After starting off relatively slowly, the brand new single from the reunited heavy metal founders, Black Sabbath, becomes a classic-sounding Sabbath tune about six-and-a-half minutes in. The last two minutes or so of this nearly nine minute long song are the most worthwhile.
It is not surprising that “God Is Dead?” sounds nothing like anything off of Heaven & Hell’s The Devil You Know. After all, Dio-era Black Sabbath was an entirely different breed than that of the Ozzy era. Still, this new Sabbath song is great in its own right. It may have taken a few listens to fully appreciate, but it is exciting to hear the metal gods back at it.

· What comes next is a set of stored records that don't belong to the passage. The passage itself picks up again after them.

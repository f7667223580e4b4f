//! HTTP response handling with Salesforce-specific extensions.

use serde::de::DeserializeOwned;
use std::sync::LazyLock;

use crate::error::{Error, ErrorKind, Result};

/// Status codes Salesforce uses for a successful call.
pub const OK_STATUS_CODES: [u16; 5] = [200, 201, 204, 300, 304];

/// What the request layer needs from an HTTP response.
///
/// The transport returns [`Response`]. Test doubles and synthetic responses
/// built from composite subresponses implement the same interface, so they
/// can all go through the same error handling.
pub trait HttpResponse {
    /// HTTP status code.
    fn status(&self) -> u16;

    /// Response body as text.
    fn text(&self) -> &str;

    /// Header value, looked up case-insensitively.
    fn header(&self, name: &str) -> Option<&str>;

    /// Deserialize the body as JSON.
    fn json<T: DeserializeOwned>(&self) -> Result<T>
    where
        Self: Sized,
    {
        serde_json::from_str(self.text()).map_err(Into::into)
    }

    /// True for the status codes in [`OK_STATUS_CODES`].
    fn is_ok(&self) -> bool {
        OK_STATUS_CODES.contains(&self.status())
    }

    /// Get the Content-Type header.
    fn content_type(&self) -> Option<&str> {
        self.header("content-type")
    }
}

/// A fully buffered HTTP response.
#[derive(Debug, Clone, PartialEq, Eq)]
pub struct Response {
    status: u16,
    headers: Vec<(String, String)>,
    body: String,
}

impl Response {
    /// Create a response from its parts. Header names are normalized to lower case.
    pub fn new<I, K, V>(status: u16, headers: I, body: impl Into<String>) -> Self
    where
        I: IntoIterator<Item = (K, V)>,
        K: Into<String>,
        V: Into<String>,
    {
        Self {
            status,
            headers: headers
                .into_iter()
                .map(|(k, v)| (k.into().to_ascii_lowercase(), v.into()))
                .collect(),
            body: body.into(),
        }
    }

    /// A JSON response with the given status.
    pub fn json_body(status: u16, body: &serde_json::Value) -> Self {
        Self::new(
            status,
            [("Content-Type", "application/json;charset=UTF-8")],
            body.to_string(),
        )
    }

    /// Returns true if the response status is successful (2xx).
    pub fn is_success(&self) -> bool {
        (200..300).contains(&self.status)
    }
}

impl HttpResponse for Response {
    fn status(&self) -> u16 {
        self.status
    }

    fn text(&self) -> &str {
        &self.body
    }

    fn header(&self, name: &str) -> Option<&str> {
        self.headers
            .iter()
            .find(|(k, _)| k.eq_ignore_ascii_case(name))
            .map(|(_, v)| v.as_str())
    }
}

/// One element of the Salesforce error envelope.
#[derive(Debug, Clone, PartialEq, Eq, serde::Deserialize)]
pub struct SalesforceErrorResponse {
    #[serde(alias = "errorCode")]
    pub error_code: String,
    #[serde(default)]
    pub message: String,
    #[serde(default)]
    pub fields: Option<Vec<String>>,
}

/// Decode the Salesforce error envelope, returning its first element.
///
/// Salesforce normally sends an array of `{errorCode, message, fields}`;
/// a bare object is accepted too.
pub fn parse_error_envelope(body: &str) -> Option<SalesforceErrorResponse> {
    if let Ok(errors) = serde_json::from_str::<Vec<SalesforceErrorResponse>>(body) {
        return errors.into_iter().next();
    }
    serde_json::from_str::<SalesforceErrorResponse>(body).ok()
}

/// Convert a non-success response into an error.
///
/// A body that is not an error envelope yields `ErrorKind::Http` with the
/// raw (sanitized) body text.
pub fn error_from_response<R: HttpResponse>(response: &R) -> Error {
    let status = response.status();
    match parse_error_envelope(response.text()) {
        Some(err) if status == 401 => Error::new(ErrorKind::Authentication {
            error_code: Some(err.error_code),
            message: sanitize_error_message(&err.message),
        }),
        Some(err) => Error::new(ErrorKind::SalesforceApi {
            status,
            error_code: err.error_code,
            message: sanitize_error_message(&err.message),
            fields: err.fields.unwrap_or_default(),
        }),
        None if status == 401 => Error::new(ErrorKind::Authentication {
            error_code: None,
            message: sanitize_error_message(response.text()),
        }),
        None => Error::new(ErrorKind::Http {
            status,
            message: sanitize_error_message(response.text()),
        }),
    }
}

static TOKEN_PATTERN: LazyLock<regex_lite::Regex> = LazyLock::new(|| {
    regex_lite::Regex::new(r"00[A-Za-z0-9]{13,}[!][A-Za-z0-9_.]+").expect("valid token pattern")
});

static SESSION_PATTERN: LazyLock<regex_lite::Regex> = LazyLock::new(|| {
    regex_lite::Regex::new(r"sid=[A-Za-z0-9]{20,}").expect("valid session pattern")
});

/// Sanitize an error message to prevent exposing sensitive data.
///
/// This function:
/// - Truncates messages longer than 500 characters
/// - Removes potential tokens (anything that looks like an access token)
/// - Removes potential session IDs
pub fn sanitize_error_message(message: &str) -> String {
    const MAX_LENGTH: usize = 500;

    // Salesforce tokens start with the 15-character org id and a '!'
    let mut sanitized = TOKEN_PATTERN
        .replace_all(message, "[REDACTED_TOKEN]")
        .to_string();
    sanitized = SESSION_PATTERN
        .replace_all(&sanitized, "sid=[REDACTED]")
        .to_string();

    if sanitized.len() > MAX_LENGTH {
        let mut cut = MAX_LENGTH;
        while !sanitized.is_char_boundary(cut) {
            cut -= 1;
        }
        sanitized.truncate(cut);
        sanitized.push_str("...[truncated]");
    }

    sanitized
}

One important thing to note is that fans should not approach this song with the expectation of hearing old school Black Sabbath. Keep in mind that it has been 35 years since their last studio album together, 1978’s Never Say Die! Therefore, the musicians themselves are 35 years older. With the exception of studio session drummer Brad Wilk, they are all in their 60’s now. With that said, approach this new song with an open mind and realize that they all sound very aged, especially Ozzy Osbourne.
Another warning is that Rick Rubin produced the new album. For those unaware, Rubin produced Metallica’s Death Magnetic, which was openly criticized for having awful sound quality. In terms of this particular collaboration between Rubin and Black Sabbath, “God Is Dead?” mildly shows the producer’s devotion to muddy sound quality. However, it is nowhere near the muddiness portrayed in Death Magnetic. The sound quality of the remainder of Sabbath’s reunion album has yet to be heard.
Otherwise, this new Sabbath song is definitely worth a listen. Its dark, gloomy tone reverts back to the song that started it all: “Black Sabbath.” The heavy riffs are comparable to “War Pigs.” Once the music speeds up later in the song, a “Paranoid” influence can be heard. If this one song can portray such nostalgic elements, perhaps 13 will be a great comeback for the almighty Black Sabbath. While the lyrics may not be the strongest word combinations, they still contain the dark themes for which Geezer Butler is known.
With Geezer’s dark lyrics, Tony Iommi’s heavy riffs, and Ozzy’s shaky yet satisfying vocals, Black Sabbath seems to be back. Let’s hope Iommi continues to fight his cancer enough to pass away at an adequately old age. Lastly, the band is set to tour throughout the rest of 2013, beginning with a handful of New Zealand and Australia dates which kick off tomorrow, April 20 in Auckland, New Zealand. On May 12, they will perform at Ozzfest Japan in Tokyo. August will see them in North America before they head to Europe in late November.
Black Sabbath’s reunion album, 13, will be released [in North America] via Vertigo/Republic on June 11, 2013.